Work request -
How does the data below read from its first line through the line containing "pub fn from_bytes(bytes: impl"? Print those lines exactly.
Segment Open
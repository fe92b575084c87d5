//! HTTP value types shared by the relay and the form client.

mod outbound;
mod payload;
mod request;
mod response;

pub use outbound::JsonClient;
pub use payload::Payload;
pub use request::{Method, RelayRequest};
pub use response::{RelayResponse, StatusCode};
//! Opaque JSON body carried through the relay untouched.
//!
//! The relay deliberately has no schema for prediction requests or
//! responses. A [`Payload`] is just the bytes that arrived; the only
//! question ever asked of it is whether those bytes are well-formed JSON.

use bytes::Bytes;
use serde::de::IgnoredAny;

/// Raw JSON body.
#[derive(Debug, Clone, Default, PartialEq, Eq)]
pub struct Payload(Bytes);

impl Payload {
    /// Wrap raw bytes.
    pub fn from_bytes(bytes: impl Into<Bytes>) -> Self {
        Self(bytes.into())
    }

    /// The `{}` body used when a request arrives with no body at all.
    pub fn empty_object() -> Self {
        Self(Bytes::from_static(b"{}"))
    }

    /// Serialize a value into a payload.
    pub fn from_json<T: serde::Serialize>(value: &T) -> Result<Self, serde_json::Error> {
        serde_json::to_vec(value).map(Self::from_bytes)
    }

    pub fn into_bytes(self) -> Bytes {
        self.0
    }

    pub fn is_empty(&self) -> bool {
        self.0.is_empty()
    }

    pub fn len(&self) -> usize {
        self.0.len()
    }

    /// Check that the body parses as a single JSON document.
    ///
    /// Nothing is retained from the parse.
    pub fn is_json(&self) -> bool {
        serde_json::from_slice::<IgnoredAny>(&self.0).is_ok()
    }

    /// Check that the body is a JSON object or array.
    ///
    /// Top-level scalars such as `42`, `null` or `"x"` do not pass, nor
    /// does a body of only whitespace.
    pub fn is_json_container(&self) -> bool {
        let first = self
            .0
            .iter()
            .copied()
            .find(|&b| !matches!(b, b' ' | b'\t' | b'\n' | b'\r'));
        matches!(first, Some(b'{') | Some(b'[')) && self.is_json()
    }

    /// Body as text, replacing invalid UTF-8.
    pub fn text(&self) -> String {
        String::from_utf8_lossy(&self.0).to_string()
    }
}

impl From<Bytes> for Payload {
    fn from(bytes: Bytes) -> Self {
        Self(bytes)
    }
}

impl From<&'static str> for Payload {
    fn from(text: &'static str) -> Self {
        Self(Bytes::from_static(text.as_bytes()))
    }
}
Segment Closed
Solution for this problem -
repository fe92b575084c87d5
//! HTTP value types shared by the relay and the form client.

mod outbound;
mod payload;
mod request;
mod response;

pub use outbound::JsonClient;
pub use payload::Payload;
pub use request::{Method, RelayRequest};
pub use response::{RelayResponse, StatusCode};
//! Opaque JSON body carried through the relay untouched.
//!
//! The relay deliberately has no schema for prediction requests or
//! responses. A [`Payload`] is just the bytes that arrived; the only
//! question ever asked of it is whether those bytes are well-formed JSON.

use bytes::Bytes;
use serde::de::IgnoredAny;

/// Raw JSON body.
#[derive(Debug, Clone, Default, PartialEq, Eq)]
pub struct Payload(Bytes);

impl Payload {
    /// Wrap raw bytes.
    pub fn from_bytes(bytes: impl Into<Bytes>) -> Self {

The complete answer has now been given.